I also had the opportunity to interview Herman Koch here at the ABC in Amsterdam, in 2015 when he wrote Summer House with Swimming Pool. That was quite an honor.

ABC Lília: Which book or author would you recommend as essential reading?
Lauren: What is essential reading? For me, the most important thing is that we read. I happen to love Michael Chabon, who also wrote The Amazing Adventures of Kavalier and Clay. He’s not always the easiest to read, but he’s my favorite these days. I was never a mystery reader, but a friend introduced me to Sara Paretsky and I fell in love with her badass, whiskey-drinking, baseball-loving, social-justice crusading main character, V.I. Warshawski. So, for me, the most important thing is not exactly what you read, as long as you do it.

ABC Lília: Which was the last book you read, and what are you reading now?
Lauren: Because I’m a journalist, I love to read fiction as a way to unwind from the news.
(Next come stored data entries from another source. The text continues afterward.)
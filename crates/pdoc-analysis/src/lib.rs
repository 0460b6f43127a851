//! # pdoc-analysis — Profile Analysis and Cultural Adaptation
//!
//! The two stages that consume only the business profile and run
//! independently of each other:
//!
//! - [`BusinessProfileAnalyzer`]: resolves the industry entry, complexity
//!   level, cultural style, applicable legal requirements and section
//!   recommendations for one document type, and derives a personalization
//!   score and a confidence from the number of fallbacks it needed.
//! - [`CulturalAdaptationEngine`]: resolves the greeting, closing, signature,
//!   formality and regional phrasing for a profile in one language.
//!
//! Both are stateless services over a shared, immutable
//! [`RuleTables`](pdoc_rules::RuleTables). Neither can fail on a validated
//! [`BusinessProfile`](pdoc_core::BusinessProfile).

pub mod analyzer;
pub mod cultural;

pub use analyzer::{AnalysisFallback, BusinessAnalysis, BusinessProfileAnalyzer};
pub use cultural::CulturalAdaptationEngine;
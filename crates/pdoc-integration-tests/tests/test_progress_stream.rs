//! Observing a request through its status stream.

use std::sync::Arc;

use pdoc_core::{DocumentType, Language, ProfileInput};
use pdoc_orchestrator::{
    DocumentGenerationOrchestrator, ErrorKind, GenerationRequest, GenerationState,
    OrchestratorConfig,
};
use pdoc_rules::RuleTables;

fn orchestrator(max_concurrency: usize) -> DocumentGenerationOrchestrator {
    DocumentGenerationOrchestrator::new(
        Arc::new(RuleTables::builtin()),
        OrchestratorConfig {
            max_concurrency,
            ..Default::default()
        },
    )
}

fn request(types: &[&str]) -> GenerationRequest {
    let profile: ProfileInput = serde_json::from_value(serde_json::json!({
        "company_name": "Minh Anh Logistics",
        "industry_type": "ecommerce",
        "regional_location": "north",
        "communication_style": "formal",
    }))
    .unwrap();
    GenerationRequest::new(types.iter().copied(), profile, Language::Vietnamese)
}

#[tokio::test(flavor = "multi_thread", worker_threads = 2)]
async fn observed_snapshots_are_ordered_and_end_terminal() {
    let handle = orchestrator(2).start(request(&[
        "privacy-policy",
        "consent-forms",
        "data-retention-policy",
        "security-incident-response",
    ]));
    let mut rx = handle.subscribe();

    let mut seen = vec![rx.borrow_and_update().clone()];
    while !seen.last().is_some_and(|s| s.is_terminal()) {
        if rx.changed().await.is_err() {
            break;
        }
        seen.push(rx.borrow_and_update().clone());
    }
    let outcome = handle.wait().await.unwrap();

    for pair in seen.windows(2) {
        assert!(pair[0].progress <= pair[1].progress);
        assert!(pair[0].state <= pair[1].state);
    }
    assert_eq!(outcome.status.state, GenerationState::Completed);
    assert_eq!(outcome.status.progress, 100);
    assert_eq!(outcome.documents.len(), 4);

    let states: Vec<_> = outcome.status.transitions.iter().map(|t| t.to_state).collect();
    assert_eq!(
        states,
        [
            GenerationState::Analyzing,
            GenerationState::Generating,
            GenerationState::Validating,
            GenerationState::Completed,
        ]
    );
}

#[tokio::test]
async fn cancelled_request_keeps_a_structured_failure_per_type() {
    let handle = orchestrator(1).start(request(&["privacy-policy", "privacy-notice"]));
    handle.cancel();
    let outcome = handle.wait().await.unwrap();

    assert_eq!(outcome.documents.len() + outcome.failures.len(), 2);
    for failure in &outcome.failures {
        assert!(failure.document_type.is_some());
        assert!(!failure.message.is_empty());
    }
    assert!(outcome.status.is_terminal());
}

#[tokio::test(flavor = "multi_thread", worker_threads = 2)]
async fn cancelling_mid_batch_keeps_finished_documents() {
    let all: Vec<&str> = DocumentType::all().iter().map(|dt| dt.as_str()).collect();
    let handle = orchestrator(1).start(request(&all));
    let mut rx = handle.subscribe();

    let finished_before_cancel = loop {
        let snapshot = rx.borrow_and_update().clone();
        if !snapshot.completed.is_empty() || snapshot.is_terminal() {
            break snapshot.completed;
        }
        if rx.changed().await.is_err() {
            break Vec::new();
        }
    };
    handle.cancel();
    let outcome = handle.wait().await.unwrap();

    assert!(!finished_before_cancel.is_empty());
    for dt in &finished_before_cancel {
        assert!(outcome.documents.iter().any(|d| d.document_type == *dt), "{dt} was dropped");
    }
    assert_eq!(outcome.documents.len() + outcome.failures.len(), DocumentType::COUNT);
    assert!(outcome.failures.iter().any(|f| f.kind == ErrorKind::Cancelled));
    for failure in &outcome.failures {
        let vendor = failure.document_type.as_deref()
            == Some(DocumentType::VendorPrivacyAssessment.as_str());
        assert!(
            failure.kind == ErrorKind::Cancelled
                || (vendor && failure.kind == ErrorKind::InternalInconsistency),
            "{failure:?}"
        );
    }
    assert_eq!(outcome.status.state, GenerationState::Completed);
    assert_eq!(outcome.status.progress, 100);
}
//! `pdoc catalog`: list the templates resolved for an industry.

use std::path::Path;

use anyhow::{Context, Result};
use clap::Args;
use pdoc_core::Language;
use pdoc_orchestrator::DocumentGenerationOrchestrator;
use pdoc_synthesis::Template;

use crate::{load_config, write_json};

/// Arguments for `pdoc catalog`.
#[derive(Args, Debug)]
pub struct CatalogArgs {
    /// Industry label. Unknown labels resolve to the generic templates.
    #[arg(long, default_value = "generic")]
    pub industry: String,

    /// Language of the listed titles: `vietnamese`/`vi` or `english`/`en`.
    #[arg(long)]
    pub language: Option<String>,

    /// Print the full templates as JSON.
    #[arg(long)]
    pub json: bool,
}

/// Execute `pdoc catalog`.
pub fn run_catalog(args: &CatalogArgs, config_path: Option<&Path>) -> Result<u8> {
    let config = load_config(config_path)?;
    let language = args
        .language
        .as_deref()
        .map_or(config.default_language, Language::from_label_or_default);
    let orchestrator = DocumentGenerationOrchestrator::from_config(config)
        .context("failed to initialize the orchestrator")?;
    let templates = orchestrator.pipeline().catalog().catalog(&args.industry);

    if args.json {
        write_json(&templates, None)?;
    } else {
        for line in render_table(&templates, language) {
            println!("{line}");
        }
    }
    Ok(0)
}

/// One line per template: id, section count, compatibility and title.
pub fn render_table(templates: &[Template], language: Language) -> Vec<String> {
    let width = templates.iter().map(|t| t.id.len()).max().unwrap_or(0);
    templates
        .iter()
        .map(|t| {
            format!(
                "{:<width$}  {:>2} sections  {}  {}",
                t.id,
                t.sections.len(),
                t.compatibility,
                t.title.get(language),
            )
        })
        .collect()
}
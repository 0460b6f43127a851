//! # Cultural Adaptation Engine
//!
//! Two-level lookup: region, then communication style. Only some pairs have
//! an explicit record; every other pair resolves to the neutral fallback
//! record of the rule tables, so the same profile always yields the same
//! adaptation.

use std::sync::Arc;

use pdoc_core::{BusinessProfile, CommunicationStyle, CulturalAdaptation, Language, Region};
use pdoc_rules::RuleTables;

/// Stateless cultural-adaptation resolver over shared rule tables.
#[derive(Debug, Clone)]
pub struct CulturalAdaptationEngine {
    tables: Arc<RuleTables>,
}

impl CulturalAdaptationEngine {
    /// Create an engine over `tables`.
    pub fn new(tables: Arc<RuleTables>) -> Self {
        Self { tables }
    }

    /// Resolve the cultural adaptation for `profile` in `language`. Total.
    pub fn adapt(&self, profile: &BusinessProfile, language: Language) -> CulturalAdaptation {
        let lookup = self
            .tables
            .cultural_record(profile.regional_location, profile.communication_style);
        if lookup.is_default {
            tracing::debug!(
                region = %profile.regional_location,
                style = %profile.communication_style,
                "no explicit cultural record, using neutral fallback"
            );
        }
        lookup.value.resolve(language)
    }

    /// Whether an explicit record exists for the pair.
    pub fn has_explicit_record(&self, region: Region, style: CommunicationStyle) -> bool {
        !self.tables.cultural_record(region, style).is_default
    }
}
One of the last books I read was Pachinko by Min Jin Lee. And then I found The Inheritance of Orquídea Divina by Zoraida Córdova in my bookshelf, where I often “shop” for books if I can’t get to the ABC! Currently, I’m reading The Sentence by Louise Erdrich, and I absolutely love it. ABC’s Lynn recommended it, and I want to pay it forward and recommend it to everyone!

ABC Lília: Thanks for this interview, Lauren.
Lauren: It was a pleasure. We’ll see each other around the ABC.